En Coahuila, de acuerdo con datos del Inegi, durante 2017 al menos 140 mil ciudadanos habrían sido víctimas de actos de corrupción por parte de agentes gubernamentales

Los “días de”, instituidos en nuestro calendario cívico –a nivel local, nacional o global– tienen un propósito muy claro: visibilizar fenómenos que afectan a nuestra sociedades y llamar la atención respecto de sus implicaciones, así como respecto de las medidas que es necesario tomar para atenderlos.

Unos de estos “días de” se conmemoró ayer: el “Día Internacional contra la corrupción”, instituido por la Asamblea General de la ONU en 2003, como parte de las acciones planteadas para combatir el problema, en la Convención de las Naciones Unidas contra la Corrupción.

De acuerdo con el organismo multilateral, cada año se pagan en el mundo alrededor de un billón de dólares en sobornos y otros 2.6 billones de dólares son robados mediante actos de corrupción, cifra que representa más del 5 por ciento del Producto Interno Bruto mundial.
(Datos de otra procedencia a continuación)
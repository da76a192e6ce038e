//! Inflation indexing of asset values under pessimistic, base, and
//! optimistic rate adjustments, including off-plan purchases that are
//! re-based on a planned price at completion.

use rust_decimal::Decimal;
use rust_decimal_macros::dec;
use serde::{Deserialize, Serialize};

use crate::rate_series::RateSeries;
use crate::time_value::{compound_factor, round_unit};
use crate::types::{Money, RatePct, ScenarioValue};

// ---------------------------------------------------------------------------
// Constants
// ---------------------------------------------------------------------------

/// Rate adjustment for the pessimistic scenario, in percentage points.
pub const PESSIMISTIC_ADJUSTMENT: RatePct = dec!(-2);

/// Rate adjustment for the optimistic scenario, in percentage points.
pub const OPTIMISTIC_ADJUSTMENT: RatePct = dec!(3);

/// No year's effective rate goes below this, whatever the adjustment.
pub const EFFECTIVE_RATE_FLOOR: RatePct = dec!(-10);

// ---------------------------------------------------------------------------
// Types
// ---------------------------------------------------------------------------

/// Delivery terms of an off-plan purchase.
#[derive(Debug, Clone, Default, PartialEq, Serialize, Deserialize)]
pub struct CompletionPlan {
    #[serde(skip_serializing_if = "Option::is_none")]
    pub area: Option<Decimal>,
    #[serde(skip_serializing_if = "Option::is_none")]
    pub expected_price_per_area_at_completion: Option<Money>,
    pub completion_year: i32,
    pub as_of_year: i32,
}

impl CompletionPlan {
    /// Years from `as_of_year` until delivery; non-positive once delivered.
    pub fn years_to_completion(&self) -> i32 {
        self.completion_year - self.as_of_year
    }

    /// Planned value at completion, when both area and price are known.
    pub fn value_at_completion(&self) -> Option<Money> {
        match (self.area, self.expected_price_per_area_at_completion) {
            (Some(area), Some(price)) if area > Decimal::ZERO && price > Decimal::ZERO => {
                Some(round_unit(area * price))
            }
            _ => None,
        }
    }
}

// ---------------------------------------------------------------------------
// Public API
// ---------------------------------------------------------------------------

/// Index `base_value` over `years`, each year's rate shifted by
/// `adjustment` points and floored at [`EFFECTIVE_RATE_FLOOR`].
pub fn project_value(
    base_value: Money,
    rates: &RateSeries,
    years: u32,
    adjustment: RatePct,
) -> Money {
    let factor = compound_factor(rates, years, adjustment, Some(EFFECTIVE_RATE_FLOOR));
    round_unit(base_value * factor)
}

/// Three-scenario projection of `current_price` over `years`.
pub fn scenarios(current_price: Money, rates: &RateSeries, years: u32) -> ScenarioValue {
    ScenarioValue {
        pessimistic: project_value(current_price, rates, years, PESSIMISTIC_ADJUSTMENT),
        base: project_value(current_price, rates, years, Decimal::ZERO),
        optimistic: project_value(current_price, rates, years, OPTIMISTIC_ADJUSTMENT),
    }
}

/// Three-scenario projection that honours a planned off-plan price.
///
/// While the property is still under construction and a planned price per
/// area is known, the value at completion is that planned price, and only
/// the years after completion are indexed, with the rate schedule re-based
/// at the completion year. Otherwise this is [`scenarios`] from the current
/// price.
pub fn scenarios_with_completion(
    current_price: Money,
    rates: &RateSeries,
    analysis_period: u32,
    plan: &CompletionPlan,
) -> ScenarioValue {
    let years_to_completion = plan.years_to_completion();
    match plan.value_at_completion() {
        Some(value_at_completion) if years_to_completion > 0 => {
            let offset = years_to_completion as u32;
            let years_after = analysis_period.saturating_sub(offset);
            let rates_after = rates.starting_at(offset as usize);
            scenarios(value_at_completion, &rates_after, years_after)
        }
        _ => scenarios(current_price, rates, analysis_period),
    }
}

/// Pin the base case to a planned sale price (`area × price_per_area`).
///
/// The pessimistic and optimistic cases keep their ratio to the projected
/// base case. Without a usable area and price the projection is returned
/// unchanged.
pub fn apply_sale_target(
    projected: ScenarioValue,
    area: Option<Decimal>,
    price_per_area_at_sale: Option<Money>,
) -> ScenarioValue {
    let target = match (area, price_per_area_at_sale) {
        (Some(a), Some(p)) if a > Decimal::ZERO && p > Decimal::ZERO => round_unit(a * p),
        _ => return projected,
    };

    if projected.base.is_zero() {
        return ScenarioValue::uniform(target);
    }

    ScenarioValue {
        pessimistic: round_unit(target * projected.pessimistic / projected.base),
        base: target,
        optimistic: round_unit(target * projected.optimistic / projected.base),
    }
}

/// Cumulative inflation factor over `years` (1.34 means prices rose 34%).
pub fn inflation_factor(rates: &RateSeries, years: u32) -> Decimal {
    compound_factor(rates, years, Decimal::ZERO, None)
}

// ---------------------------------------------------------------------------
// Tests
// ---------------------------------------------------------------------------
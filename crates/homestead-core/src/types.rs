use rust_decimal::Decimal;
use serde::{Deserialize, Serialize};

/// All monetary values, in whole currency units once they leave an engine.
pub type Money = Decimal;

/// Rates expressed as percentages (6 = 6%). Never as fractions.
pub type RatePct = Decimal;

/// Pessimistic / base / optimistic triple produced by one projection
/// evaluated under three rate adjustments.
#[derive(Debug, Clone, Copy, PartialEq, Eq, Serialize, Deserialize)]
pub struct ScenarioValue {
    pub pessimistic: Money,
    pub base: Money,
    pub optimistic: Money,
}

impl ScenarioValue {
    pub fn uniform(value: Money) -> Self {
        Self {
            pessimistic: value,
            base: value,
            optimistic: value,
        }
    }

    /// Apply `f` to every scenario.
    pub fn map(self, f: impl Fn(Money) -> Money) -> Self {
        Self {
            pessimistic: f(self.pessimistic),
            base: f(self.base),
            optimistic: f(self.optimistic),
        }
    }

    /// Subtract a scalar from every scenario.
    pub fn less(self, amount: Money) -> Self {
        self.map(|v| v - amount)
    }
}

/// Standard computation output envelope
#[derive(Debug, Clone, Serialize, Deserialize)]
pub struct ComputationOutput<T: Serialize> {
    pub result: T,
    pub methodology: String,
    pub assumptions: serde_json::Value,
    pub warnings: Vec<String>,
    pub metadata: ComputationMetadata,
}

/// Metadata for every computation
#[derive(Debug, Clone, Serialize, Deserialize)]
pub struct ComputationMetadata {
    pub version: String,
    pub computation_time_us: u64,
    pub precision: String,
}

/// Helper to wrap computation results with metadata
pub fn with_metadata<T: Serialize>(
    methodology: &str,
    assumptions: &impl Serialize,
    warnings: Vec<String>,
    elapsed_us: u64,
    result: T,
) -> ComputationOutput<T> {
    ComputationOutput {
        result,
        methodology: methodology.to_string(),
        assumptions: serde_json::to_value(assumptions).unwrap_or_default(),
        warnings,
        metadata: ComputationMetadata {
            version: env!("CARGO_PKG_VERSION").to_string(),
            computation_time_us: elapsed_us,
            precision: "rust_decimal_128bit, rounded to whole units per step".to_string(),
        },
    }
}
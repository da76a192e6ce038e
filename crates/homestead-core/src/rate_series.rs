//! Annual rate series: a single flat rate, or a year-by-year schedule
//! (the "equalizer") whose last entry applies to every later year.

use rust_decimal::Decimal;
use serde::{Deserialize, Serialize};

use crate::types::RatePct;

/// A flat or year-varying annual rate, in percent.
///
/// Serialises untagged: a bare number is a flat rate, an array is a yearly
/// schedule.
#[derive(Debug, Clone, PartialEq, Eq, Serialize, Deserialize)]
#[serde(untagged)]
pub enum RateSeries {
    Flat(RatePct),
    Yearly(Vec<RatePct>),
}

impl RateSeries {
    /// Rate for the zero-based year `index`.
    ///
    /// Yearly schedules clamp to their last entry; an empty schedule reads as 0.
    pub fn rate_for_year(&self, index: usize) -> RatePct {
        match self {
            RateSeries::Flat(rate) => *rate,
            RateSeries::Yearly(rates) => match rates.last() {
                Some(last) => rates.get(index).copied().unwrap_or(*last),
                None => Decimal::ZERO,
            },
        }
    }

    /// Re-base the series so that year `index` becomes year 0.
    ///
    /// Past the end of a yearly schedule the result is the last rate alone,
    /// which keeps the clamp-to-last behaviour of the original series.
    pub fn starting_at(&self, index: usize) -> RateSeries {
        match self {
            RateSeries::Flat(rate) => RateSeries::Flat(*rate),
            RateSeries::Yearly(rates) => {
                if index < rates.len() {
                    RateSeries::Yearly(rates[index..].to_vec())
                } else {
                    RateSeries::Yearly(rates.last().copied().into_iter().collect())
                }
            }
        }
    }

    /// Add `premium` percentage points to every entry.
    pub fn with_premium(&self, premium: RatePct) -> RateSeries {
        match self {
            RateSeries::Flat(rate) => RateSeries::Flat(*rate + premium),
            RateSeries::Yearly(rates) => {
                RateSeries::Yearly(rates.iter().map(|r| *r + premium).collect())
            }
        }
    }

    /// Highest rate any year can read; an empty schedule reads as 0.
    pub fn peak(&self) -> RatePct {
        match self {
            RateSeries::Flat(rate) => *rate,
            RateSeries::Yearly(rates) => rates.iter().copied().max().unwrap_or(Decimal::ZERO),
        }
    }

    /// Lowest rate any year can read; an empty schedule reads as 0.
    pub fn trough(&self) -> RatePct {
        match self {
            RateSeries::Flat(rate) => *rate,
            RateSeries::Yearly(rates) => rates.iter().copied().min().unwrap_or(Decimal::ZERO),
        }
    }

    /// Number of explicitly defined years, `None` for a flat rate.
    pub fn defined_years(&self) -> Option<usize> {
        match self {
            RateSeries::Flat(_) => None,
            RateSeries::Yearly(rates) => Some(rates.len()),
        }
    }

    /// Zero-based years in `0..years` whose rate is negative.
    pub fn negative_years(&self, years: usize) -> Vec<usize> {
        (0..years)
            .filter(|&y| self.rate_for_year(y) < Decimal::ZERO)
            .collect()
    }
}

impl Default for RateSeries {
    fn default() -> Self {
        RateSeries::Flat(Decimal::ZERO)
    }
}

impl From<RatePct> for RateSeries {
    fn from(rate: RatePct) -> Self {
        RateSeries::Flat(rate)
    }
}
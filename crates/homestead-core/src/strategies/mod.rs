pub mod comparison;
pub mod snapshot;
pub mod time_series;
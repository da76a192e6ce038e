use colored::Colorize;
use serde_json::{Map, Value};
use tabled::{builder::Builder, Table};

use super::{cell, flatten_scalars, result_of, row_series};

/// Render the result as tables: one Field/Value table for the scalar
/// figures, then one table per row series (schedules, yearly income).
pub fn print_table(value: &Value) {
    match result_of(value) {
        Value::Object(result) => {
            print_fields(result);
            for (name, rows) in row_series(result) {
                println!("\n{}", name.bold());
                print_rows(rows);
            }
        }
        Value::Array(rows) => print_rows(rows),
        other => println!("{}", cell(other)),
    }

    if let Value::Object(envelope) = value {
        print_notes(envelope);
    }
}

fn print_fields(result: &Map<String, Value>) {
    let fields = flatten_scalars(result);
    if fields.is_empty() {
        return;
    }
    let mut builder = Builder::default();
    builder.push_record(["Field", "Value"]);
    for (key, val) in fields {
        builder.push_record([key, val]);
    }
    println!("{}", Table::from(builder));
}

fn print_rows(rows: &[Value]) {
    let Some(Value::Object(first)) = rows.first() else {
        for row in rows {
            println!("{}", cell(row));
        }
        return;
    };

    let headers: Vec<&String> = first.keys().collect();
    let mut builder = Builder::default();
    builder.push_record(headers.iter().map(|h| h.as_str()));
    for row in rows {
        if let Value::Object(map) = row {
            builder.push_record(
                headers
                    .iter()
                    .map(|h| map.get(h.as_str()).map(cell).unwrap_or_default()),
            );
        }
    }
    println!("{}", Table::from(builder));
}

fn print_notes(envelope: &Map<String, Value>) {
    if let Some(Value::Array(warnings)) = envelope.get("warnings") {
        if !warnings.is_empty() {
            println!("\n{}", "Warnings:".yellow().bold());
            for w in warnings.iter().filter_map(Value::as_str) {
                println!("  - {w}");
            }
        }
    }
    if let Some(Value::String(methodology)) = envelope.get("methodology") {
        println!("\nMethodology: {methodology}");
    }
}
Se trata, a no dudarlo, de un fenómeno que no solamente es grave, sino que nos afecta a todos.

Y tal afirmación es particularmente cierta en países como el nuestro, en donde Naciones Unidas calcula que la cantidad de dinero que se pierde en corrupción es 10 veces superior a la que se invierte en financiar programas de asistencia para el desarrollo.

Coahuila, como sería de esperarse, no escapa a esta realidad y, de acuerdo con datos del Instituto Nacional de Estadística y Geografía, durante 2017 al menos 140 mil ciudadanos habrían sido víctimas de actos de corrupción, por parte de agentes gubernamentales.

En promedio, cada coahuilense que afirma haber tenido que pagar un soborno para “agilizar” algún trámite gubernamental desembolsó 2 mil 300 pesos, según se desprende de la encuesta Calidad del Impacto Gubernamental realizada por la citada dependencia.

La presidenta del Consejo de Participación Ciudadana, del Sistema Anticorrupción del Estado, Ana Yuri Solís Gaona, dijo al respecto que existe “una percepción ciudadana negativa en el tema de la corrupción” y eso implica la necesidad de que “el sistema ponga atención en ellos para que se corrijan estas fallas administrativas”.

Las cifras que presenta el Inegi son, sin lugar a dudas, preocupantes: 140 mil personas forzadas a entregar 2 mil 300 pesos en promedio implica que, tan sólo por este tipo de actos, funcionarios públicos locales habrían obtenido, ilegalmente desde luego, 322 millones de pesos.

Conviene decir que, al referir esta cifra, no estamos hablando de todo el fenómeno de la corrupción en Coahuila, sino “tan sólo” de los sobornos “menores” que los ciudadanos se ven obligados a entregar para que un trámite ordinario se concrete.

¿Cómo ha evolucionado el fenómeno este año? Por desgracia, la realidad no ofrece motivos para el optimismo y lo más probable es que, en el mejor de los casos, las cifras se mantengan.

La pregunta obligada en este caso es, ¿qué han hecho las autoridades estatales y municipales en 2018 para, a partir de los datos revelados por el Inegi, combatir un fenómeno de tales proporciones?

Cabría esperar una respuesta concreta al respecto.